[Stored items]
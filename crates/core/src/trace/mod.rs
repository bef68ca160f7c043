//! Waveform trace recording.
//!
//! Tracing is an optional capability: the driver only holds a sink when a run
//! asks for one, and a run without a sink performs no per-step sampling at all.
//! This module provides:
//! 1. **Sink Trait:** `TraceSink`, the open/record/close lifecycle the driver calls.
//! 2. **VCD Backend:** `VcdWriter`, an IEEE 1364 value change dump writer (feature `vcd`).

#[cfg(feature = "vcd")]
pub mod vcd;

#[cfg(feature = "vcd")]
pub use vcd::VcdWriter;

use crate::common::{SimTime, TimeUnit, TraceError};
use crate::model::SignalDecl;

/// Destination for per-step waveform samples.
///
/// Lifecycle: one [`open`](TraceSink::open), one [`record`](TraceSink::record)
/// per completed loop iteration, one [`close`](TraceSink::close).
pub trait TraceSink {
    /// Registers the model's signals and writes any header.
    ///
    /// # Arguments
    ///
    /// * `signals` - Every signal the model declares, in sample order.
    /// * `depth` - Maximum hierarchy depth to record; deeper signals are skipped.
    /// * `unit` - Unit of one time step.
    ///
    /// # Errors
    ///
    /// Returns `TraceError::Io` if the header cannot be written.
    fn open(
        &mut self,
        signals: &[SignalDecl],
        depth: u32,
        unit: TimeUnit,
    ) -> Result<(), TraceError>;

    /// Appends one sample taken at `time`.
    ///
    /// `values` holds one entry per signal passed to `open`, in the same order.
    ///
    /// # Errors
    ///
    /// Returns `TraceError::NotOpen` outside the open/close window,
    /// `TraceError::SampleWidth` on a length mismatch, and `TraceError::Io` on write failure.
    fn record(&mut self, time: SimTime, values: &[u64]) -> Result<(), TraceError>;

    /// Flushes and closes the sink. Closing twice is a no-op.
    ///
    /// # Errors
    ///
    /// Returns `TraceError::Io` if buffered data cannot be flushed.
    fn close(&mut self) -> Result<(), TraceError>;

    /// Returns the number of samples recorded so far.
    fn samples(&self) -> u64;
}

[About this task] The lines beginning with the one that holds "cannot be flushed." and ending with the last line of the data above are to be reproduced exactly, and nothing else.

[Finished exercise]
    /// Returns `TraceError::Io` if buffered data cannot be flushed.
    fn close(&mut self) -> Result<(), TraceError>;

    /// Returns the number of samples recorded so far.
    fn samples(&self) -> u64;
}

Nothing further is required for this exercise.